Os diagramas a seguir comparam as alocações de tempo do ML clássico e da AI generativa para o ciclo de desenvolvimento do modelo.

Ciclo de implantação de modelos

Diferentemente do loop de desenvolvimento do modelo, o loop de implantação do modelo não se concentra na otimização do desempenho do modelo. Em vez disso, os engenheiros se concentram em testes sistemáticos, implantação e monitoramento em ambientes de produção.

Aqui, os desenvolvedores podem mover as configurações para arquivos YAML para facilitar as atualizações do projeto. Eles também podem refatorar pipelines de processamento de dados estáticos para serem executados em transmissão, usando um framework mais robusto como o PySpark em vez do Pandas. Finalmente, eles precisam considerar como configurar processos de teste, monitoramento e feedback para manter a qualidade do modelo.

Neste ponto, a automação é essencial, e a integração e entrega contínuas são um requisito não negociável. Para gerenciar CI/CD para projetos de dados e AI no Databricks, os Databricks Asset Bundles geralmente são a ferramenta de escolha. Eles possibilitam descrever recursos do Databricks (como jobs e pipelines) como arquivos de origem e fornecem uma maneira de incluir metadados junto com os arquivos de origem do seu projeto.

Assim como na etapa de desenvolvimento do modelo, as atividades que consomem mais tempo em projetos de IA generativa em comparação com projetos de ML clássico nesta fase não são as mesmas.
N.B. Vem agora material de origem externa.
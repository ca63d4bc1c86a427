//! `unsafe_assignment`: a value flows into a location that accepts less.
//!
//! For every argument, assignment, and initializer, compare the source
//! expression's configuration with the target's at level 1: the source's
//! own evaluation throws are `uncaught_throw`'s business; only the
//! transferred value is checked here. Function literals are compared via
//! their body-inferred configuration (their expression configuration is
//! context-driven and would be trivially compatible).

use crate::context::LintContext;
use excheck_common::diagnostics::{lint_codes, lint_messages};
use excheck_common::Diagnostic;
use excheck_model::{ElementId, NodeData, NodeIndex, UnitId};
use excheck_resolver::Configuration;

pub fn unsafe_assignment(ctx: &LintContext<'_>, unit: UnitId) -> Vec<Diagnostic> {
    let program = ctx.program;
    let library = ctx.unit_library(unit);
    let mut diagnostics = Vec::new();

    let check = |source: NodeIndex, target: Option<Configuration>, out: &mut Vec<Diagnostic>| {
        let Some(target) = target else { return };
        let Some(source_configuration) = source_configuration(ctx, source) else {
            return;
        };
        if !source_configuration.is_compatible(&program.types, &target, 1) {
            out.push(ctx.diagnostic(
                ctx.node_span(source),
                library,
                lint_messages::UNSAFE_ASSIGNMENT.to_string(),
                lint_codes::UNSAFE_ASSIGNMENT,
            ));
        }
    };

    for index in program.arena.unit_nodes(unit) {
        let Some(node) = program.arena.get(index) else {
            continue;
        };
        match &node.data {
            NodeData::Invocation { callee, args } => {
                let Some(callee_element) = referenced_element(ctx, *callee) else {
                    continue;
                };
                for (parameter, argument) in pair_arguments(ctx, callee_element, args) {
                    let target = ctx.session.element_configuration(parameter);
                    check(argument, target, &mut diagnostics);
                }
            }
            NodeData::InstanceCreation { constructor, args } => {
                let Some(constructor) = constructor else { continue };
                for (parameter, argument) in pair_arguments(ctx, *constructor, args) {
                    let target = ctx.session.element_configuration(parameter);
                    check(argument, target, &mut diagnostics);
                }
            }
            NodeData::Assignment {
                target,
                value,
                setter,
            } => {
                let target_configuration = match setter {
                    Some(setter) => setter_value_target(ctx, *setter),
                    None => referenced_element(ctx, *target)
                        .and_then(|element| ctx.session.element_configuration(element)),
                };
                check(*value, target_configuration, &mut diagnostics);
            }
            NodeData::VariableDeclaration { element } => {
                let variable = program.elements.get(*element);
                if let Some(initializer) = variable.initializer {
                    let target = ctx.session.element_configuration(*element);
                    check(initializer, target, &mut diagnostics);
                }
            }
            _ => {}
        }
    }

    diagnostics
}

/// The configuration the assignment compares on the source side: the
/// body-inferred one for function literals, the expression configuration
/// otherwise.
fn source_configuration(ctx: &LintContext<'_>, node: NodeIndex) -> Option<Configuration> {
    let unwrapped = unwrap_argument(ctx, node);
    if let Some(inner) = ctx.program.arena.get(unwrapped) {
        if let NodeData::FunctionExpression { element, .. } = &inner.data {
            return ctx.session.element_configuration(*element);
        }
    }
    ctx.session.configuration(unwrapped)
}

/// Strip named-argument and parenthesized wrappers.
fn unwrap_argument(ctx: &LintContext<'_>, node: NodeIndex) -> NodeIndex {
    let mut current = node;
    while let Some(data) = ctx.program.arena.get(current).map(|n| &n.data) {
        match data {
            NodeData::NamedArgument { expr, .. } | NodeData::Parenthesized { expr } => {
                current = *expr;
            }
            _ => break,
        }
    }
    current
}

/// The element a callee expression resolves to.
fn referenced_element(ctx: &LintContext<'_>, node: NodeIndex) -> Option<ElementId> {
    match &ctx.program.arena.get(node)?.data {
        NodeData::Identifier { element }
        | NodeData::PropertyAccess { element, .. }
        | NodeData::ConstructorReference { element } => *element,
        _ => None,
    }
}

/// Pair call arguments with the callee's parameters: positionally, with
/// named arguments matched by name.
fn pair_arguments(
    ctx: &LintContext<'_>,
    callee: ElementId,
    args: &[NodeIndex],
) -> Vec<(ElementId, NodeIndex)> {
    let program = ctx.program;
    let parameters = program.elements.get(callee).parameters.clone();
    let mut pairs = Vec::new();
    let mut position = 0usize;

    for &argument in args {
        let named = match program.arena.get(argument).map(|n| &n.data) {
            Some(NodeData::NamedArgument { name, .. }) => Some(*name),
            _ => None,
        };
        match named {
            Some(name) => {
                if let Some(&parameter) = parameters
                    .iter()
                    .find(|&&parameter| program.elements.get(parameter).name == name)
                {
                    pairs.push((parameter, argument));
                }
            }
            None => {
                if let Some(&parameter) = parameters.get(position) {
                    pairs.push((parameter, argument));
                }
                position += 1;
            }
        }
    }
    pairs
}

/// The target configuration of a setter assignment: the setter's value
/// parameter when it has one, the setter itself otherwise.
fn setter_value_target(ctx: &LintContext<'_>, setter: ElementId) -> Option<Configuration> {
    let element = ctx.program.elements.get(setter);
    match element.parameters.first() {
        Some(&parameter) => ctx.session.element_configuration(parameter),
        None => ctx.session.element_configuration(setter),
    }
}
Gargalos de tempo na implantação de modelos de ML clássico

  • Refatoração: em um projeto clássico de machine learning, o código de um notebook pode ser bastante desorganizado. Diferentes combinações de dataset, recursos e modelos são continuamente testadas, descartadas e recombinadas. Como resultado, pode ser necessário um esforço significativo para refatorar o código do notebook para torná-lo mais robusto. Ter uma estrutura de pastas de repository de código definida (como o padrão Databricks ativo Bundles MLOps Stacks) pode fornecer a estrutura necessária para este processo de refatoração.

    Alguns exemplos de atividades de refatoração incluem:
    • Abstraindo o código auxiliar em funções
    • Criando bibliotecas auxiliares para que as funções de utilidades possam ser importadas e reutilizadas várias vezes
    • Removendo configurações de notebooks para arquivos YAML
    • Criar implementações de código mais eficientes que rodem de forma mais rápida e eficiente (por exemplo, removendo laços for aninhados) 
       
  • Monitoramento de qualidade: o monitoramento de qualidade é outro consumidor de tempo porque os erros de dados podem assumir muitas formas e ser difíceis de detectar. Em particular, como Shreya Shankar et al. observam em seu artigo “Operationalizing Machine Learning: An Interview Study” , “Erros soft, como alguns recursos com valores nulos em um ponto de dados, são menos perniciosos e ainda podem gerar previsões razoáveis, tornando-os difíceis de capturar e quantificar.” Além disso, diferentes tipos de erros exigem respostas diferentes, e determinar a resposta apropriada nem sempre é fácil.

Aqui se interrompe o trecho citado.